Correct Answer A:Yes, it is appropriate to guide the post-transplant management and to exclude the disease in the donor.
Thrombotic microangiopathy (TMA) defines a histopathological lesion of vessel wall thickening (mainly arterioles or capillaries), intraluminal platelet thrombosis and obstruction of the vessel lumen. Consumption of platelets and erythrocytes occurs in the microvasculature of kidney, brain and other organs, which causes laboratory features of thrombocytopenia and microangiopathic hemolytic anemia. Depending on whether brain or renal lesions prevail, two clinical entities have been described: the thrombotic thrombocytopenic purpura and the hemolytic uremic syndrome
(HUS) (Noris American Journal of Transplantation 2010; 10: 1517–1523)
Typical HUS is caused by strains of E. coli (STEC) that produce Shiga-like toxins (Stx) and cause a hemorrhagic colitis. There are atypical forms, which are unrelated to STEC and account for less than 10% of cases (aHUS). These forms can occur sporadically or within families. The clinical outcome of aHUS is unfavorable (Noris American Journal of Transplantation 2010; 10: 1517–1523)
However, diarrhea may be an initial trigger of the disease in 39% of children (Clin J Am Soc Nephrol 8: 554–562, 2013). Thus, diarrhea at onset does not exclude an atypical HUS
Various hereditary or acquired deficiencies in the complement alternative pathway proteins have been identified, including inactivating mutations in the genes coding for regulatory proteins
of the alternative pathway C3 convertase (C3bBb), factor H (CFH), factor I (CFI), membrane cofactor protein (MCP), or thrombomodulin (THBD), anti-CFH antibodies associated with homozygous CFHR1-CFHR3 deletion and gain-of-function mutations in the genes coding for two components of the C3bBb convertase, factor B (CFB) and C3 (Clin J Am Soc Nephrol 8: 554–562, 2013.)

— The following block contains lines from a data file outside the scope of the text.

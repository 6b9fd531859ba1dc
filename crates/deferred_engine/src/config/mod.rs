//! Configuration system
//!
//! Renderer settings are plain serde structs loadable from `.toml` or `.ron`.
//! Every capacity used to size GPU-visible arrays comes from here and is fixed
//! for the lifetime of the renderer.

pub use serde::{Deserialize, Serialize};

/// Configuration trait
pub trait Config: Serialize + for<'de> Deserialize<'de> + Default {
    /// Load configuration from file
    fn load_from_file(path: &str) -> Result<Self, ConfigError> {
        let contents = std::fs::read_to_string(path)?;
        Self::from_str_with_format(&contents, path)
    }

    /// Parse configuration text, picking the format from the file extension of `path`
    fn from_str_with_format(contents: &str, path: &str) -> Result<Self, ConfigError> {
        if path.ends_with(".toml") {
            toml::from_str(contents).map_err(|e| ConfigError::Parse(e.to_string()))
        } else if path.ends_with(".ron") {
            ron::from_str(contents).map_err(|e| ConfigError::Parse(e.to_string()))
        } else {
            Err(ConfigError::UnsupportedFormat(path.to_string()))
        }
    }

    /// Serialize configuration text in the format named by the extension of `path`
    fn to_string_with_format(&self, path: &str) -> Result<String, ConfigError> {
        if path.ends_with(".toml") {
            toml::to_string_pretty(self).map_err(|e| ConfigError::Serialize(e.to_string()))
        } else if path.ends_with(".ron") {
            ron::ser::to_string_pretty(self, ron::ser::PrettyConfig::default())
                .map_err(|e| ConfigError::Serialize(e.to_string()))
        } else {
            Err(ConfigError::UnsupportedFormat(path.to_string()))
        }
    }

    /// Save configuration to file
    fn save_to_file(&self, path: &str) -> Result<(), ConfigError> {
        let contents = self.to_string_with_format(path)?;
        std::fs::write(path, contents).map_err(ConfigError::Io)
    }
}

/// Configuration errors
#[derive(thiserror::Error, Debug)]
pub enum ConfigError {
    /// IO error
    #[error("IO error: {0}")]
    Io(#[from] std::io::Error),

    /// Parse error
    #[error("Parse error: {0}")]
    Parse(String),

    /// Serialization error
    #[error("Serialization error: {0}")]
    Serialize(String),

    /// Unsupported format
    #[error("Unsupported format: {0}")]
    UnsupportedFormat(String),

    /// Values parsed but rejected by validation
    #[error("Invalid setting: {0}")]
    Invalid(String),
}

/// Top-level renderer settings
#[derive(Debug, Clone, PartialEq, Serialize, Deserialize)]
#[serde(default)]
pub struct RendererSettings {
    /// Depth of the frame-resource ring
    pub frames_in_flight: usize,
    /// Render target width in pixels
    pub width: u32,
    /// Render target height in pixels
    pub height: u32,
    /// Capacity of the per-frame object constant array
    pub max_objects: usize,
    /// Capacity of the local light array and of each visible-light index list
    pub max_local_lights: usize,
    /// Shadow settings
    pub shadows: ShadowSettings,
    /// LOD selection
    pub lod: LodSettings,
    /// Post-processing toggles
    pub post: PostProcessSettings,
}

impl Default for RendererSettings {
    fn default() -> Self {
        Self {
            frames_in_flight: 3,
            width: 1920,
            height: 1080,
            max_objects: 1024,
            max_local_lights: 32,
            shadows: ShadowSettings::default(),
            lod: LodSettings::default(),
            post: PostProcessSettings::default(),
        }
    }
}

impl Config for RendererSettings {}

impl RendererSettings {
    /// Aspect ratio of the render targets
    pub fn aspect_ratio(&self) -> f32 {
        self.width as f32 / self.height.max(1) as f32
    }

    /// Reject settings that would size a GPU array at zero or break an algorithm
    pub fn validate(&self) -> Result<(), ConfigError> {
        if self.frames_in_flight == 0 {
            return Err(ConfigError::Invalid("frames_in_flight must be at least 1".into()));
        }
        if self.width == 0 || self.height == 0 {
            return Err(ConfigError::Invalid(format!(
                "resolution {}x{} has a zero dimension",
                self.width, self.height
            )));
        }
        if self.max_objects == 0 {
            return Err(ConfigError::Invalid("max_objects must be at least 1".into()));
        }
        if self.max_local_lights == 0 {
            return Err(ConfigError::Invalid("max_local_lights must be at least 1".into()));
        }
        self.shadows.validate()?;
        self.lod.validate()
    }
}

/// Directional and local shadow settings
#[derive(Debug, Clone, PartialEq, Serialize, Deserialize)]
#[serde(default)]
pub struct ShadowSettings {
    /// Number of directional cascades
    pub cascade_count: usize,
    /// Square resolution of each cascade layer
    pub cascade_resolution: u32,
    /// Square resolution of each local light layer
    pub local_resolution: u32,
    /// World units added past each cascade's far split when fitting its box
    pub split_padding: f32,
    /// Distance the light eye is pulled back from the cascade center
    pub light_distance: f32,
    /// Margin added to both ends of the light-space depth range
    pub z_padding: f32,
    /// |cos| between light direction and +Y above which +Z becomes the up axis
    pub up_swap_threshold: f32,
}

impl Default for ShadowSettings {
    fn default() -> Self {
        Self {
            cascade_count: 3,
            cascade_resolution: 2048,
            local_resolution: 1024,
            split_padding: 5.0,
            light_distance: 100.0,
            z_padding: 50.0,
            up_swap_threshold: 0.9,
        }
    }
}

impl ShadowSettings {
    fn validate(&self) -> Result<(), ConfigError> {
        if self.cascade_count == 0 {
            return Err(ConfigError::Invalid("cascade_count must be at least 1".into()));
        }
        if self.cascade_resolution == 0 || self.local_resolution == 0 {
            return Err(ConfigError::Invalid("shadow resolutions must be non-zero".into()));
        }
        if self.split_padding < 0.0 || self.z_padding < 0.0 {
            return Err(ConfigError::Invalid("shadow paddings must not be negative".into()));
        }
        if self.light_distance <= 0.0 {
            return Err(ConfigError::Invalid("light_distance must be positive".into()));
        }
        if !(0.0..1.0).contains(&self.up_swap_threshold) {
            return Err(ConfigError::Invalid(format!(
                "up_swap_threshold {} outside [0, 1)",
                self.up_swap_threshold
            )));
        }
        Ok(())
    }
}

/// LOD selection settings
#[derive(Debug, Clone, PartialEq, Serialize, Deserialize)]
#[serde(default)]
pub struct LodSettings {
    /// Strictly descending projected-size thresholds in pixels; a size above
    /// `thresholds[i]` selects LOD `i`, anything smaller the next one down
    pub thresholds: Vec<f32>,
    /// Bypass projected-size selection and use this LOD for every object
    pub pinned: Option<usize>,
}

impl Default for LodSettings {
    fn default() -> Self {
        Self {
            thresholds: vec![200.0, 100.0, 50.0, 25.0, 10.0],
            pinned: None,
        }
    }
}

impl LodSettings {
    fn validate(&self) -> Result<(), ConfigError> {
        if self.thresholds.windows(2).any(|w| w[0] <= w[1]) {
            return Err(ConfigError::Invalid(format!(
                "LOD thresholds {:?} are not strictly descending",
                self.thresholds
            )));
        }
        if self.thresholds.iter().any(|t| !t.is_finite() || *t < 0.0) {
            return Err(ConfigError::Invalid("LOD thresholds must be finite and non-negative".into()));
        }
        Ok(())
    }
}

/// Post-processing toggles
#[derive(Debug, Clone, PartialEq, Serialize, Deserialize)]
#[serde(default)]
pub struct PostProcessSettings {
    /// Screen-space reflections
    pub ssr: bool,
    /// Volumetric light shafts from the sun
    pub god_rays: bool,
    /// Chromatic aberration
    pub chromatic_aberration: bool,
    /// Vignetting
    pub vignette: bool,
    /// Temporal anti-aliasing (also enables projection jitter)
    pub taa: bool,
}

impl Default for PostProcessSettings {
    fn default() -> Self {
        Self {
            ssr: true,
            god_rays: true,
            chromatic_aberration: false,
            vignette: true,
            taa: true,
        }
    }
}

#[cfg(test)]
mod tests {
    use super::*;

    #[test]
    fn test_defaults_are_valid() {
        let settings = RendererSettings::default();
        assert!(settings.validate().is_ok());
        assert_eq!(settings.shadows.cascade_count, 3);
        assert_eq!(settings.lod.thresholds, vec![200.0, 100.0, 50.0, 25.0, 10.0]);
    }

    #[test]
    fn test_toml_round_trip_and_partial_files() {
        let mut settings = RendererSettings::default();
        settings.max_local_lights = 8;
        settings.lod.pinned = Some(2);

        let text = settings.to_string_with_format("settings.toml").unwrap();
        let parsed = RendererSettings::from_str_with_format(&text, "settings.toml").unwrap();
        assert_eq!(parsed, settings);

        // Missing sections fall back to defaults
        let partial = RendererSettings::from_str_with_format(
            "frames_in_flight = 2\n[shadows]\ncascade_count = 4\n",
            "settings.toml",
        )
        .unwrap();
        assert_eq!(partial.frames_in_flight, 2);
        assert_eq!(partial.shadows.cascade_count, 4);
        assert_eq!(partial.shadows.cascade_resolution, 2048);
    }

    #[test]
    fn test_ron_parses() {
        let parsed = RendererSettings::from_str_with_format(
            "(width: 640, height: 480, post: (taa: false))",
            "viewer.ron",
        )
        .unwrap();
        assert_eq!(parsed.width, 640);
        assert!(!parsed.post.taa);
        assert!(parsed.post.ssr);
    }

    #[test]
    fn test_unsupported_extension() {
        let result = RendererSettings::from_str_with_format("", "settings.json");
        assert!(matches!(result, Err(ConfigError::UnsupportedFormat(_))));
    }

    #[test]
    fn test_validation_rejects_bad_values() {
        let mut settings = RendererSettings::default();
        settings.frames_in_flight = 0;
        assert!(matches!(settings.validate(), Err(ConfigError::Invalid(_))));

        let mut settings = RendererSettings::default();
        settings.lod.thresholds = vec![50.0, 100.0];
        assert!(settings.validate().is_err());

        let mut settings = RendererSettings::default();
        settings.shadows.up_swap_threshold = 1.0;
        assert!(settings.validate().is_err());
    }
}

Risk of recurrence is significantly correlated with the type of mutation. The risk is highest (approximately 80 %) in patients with CFH, C3 or CFB mutations, and approximately
50 % in patients with CFI mutation, compared to approximately 20 % in patients with no identified complement mutation. The risk of post-transplant recurrence in patients with MCP mutation has been shown to be low. No post-transplant recurrence has been observed to date in patients with DGKE mutation. The recurrence risk is low in anti-CFH antibody-associated HUS if the antibody titer is low (<500–1,000 AU/ml) at the time of transplantation, while substantial if elevated. THBD mutation may be followed by post-transplant recurrence (Pediatr Nephrol (2016) 31:15–39)
In aHUS patients with high risk of recurrence, treatment with anti-C5 therapy proved to be highly effective for preventing and treating posttransplant aHUS recurrence (American Journal of Transplantation 2012; 12: 3337–3354) and Eculizumab alone, without plasma therapy (plasma infusion and/or plasma exchange), is sufficient to prevent recurrence of aHUS and to maintain long-term graft function American Journal of Transplantation 2012; 12: 1938–1944 American Journal of Transplantation 2012; 12: 3337–3354
Live-related donation in patient with aHUS and identified mutation is a possible option, provided that complete genotyping of the donor is performed excluding the mutation identified i the patient or other possibly predisposing mutation American Journal of Transplantation 2010; 10: 1517–15238
It is therefore evident that genetic mutations should be identified prior transplantation in order to stratify the risk of recurrence and guide the best treatment.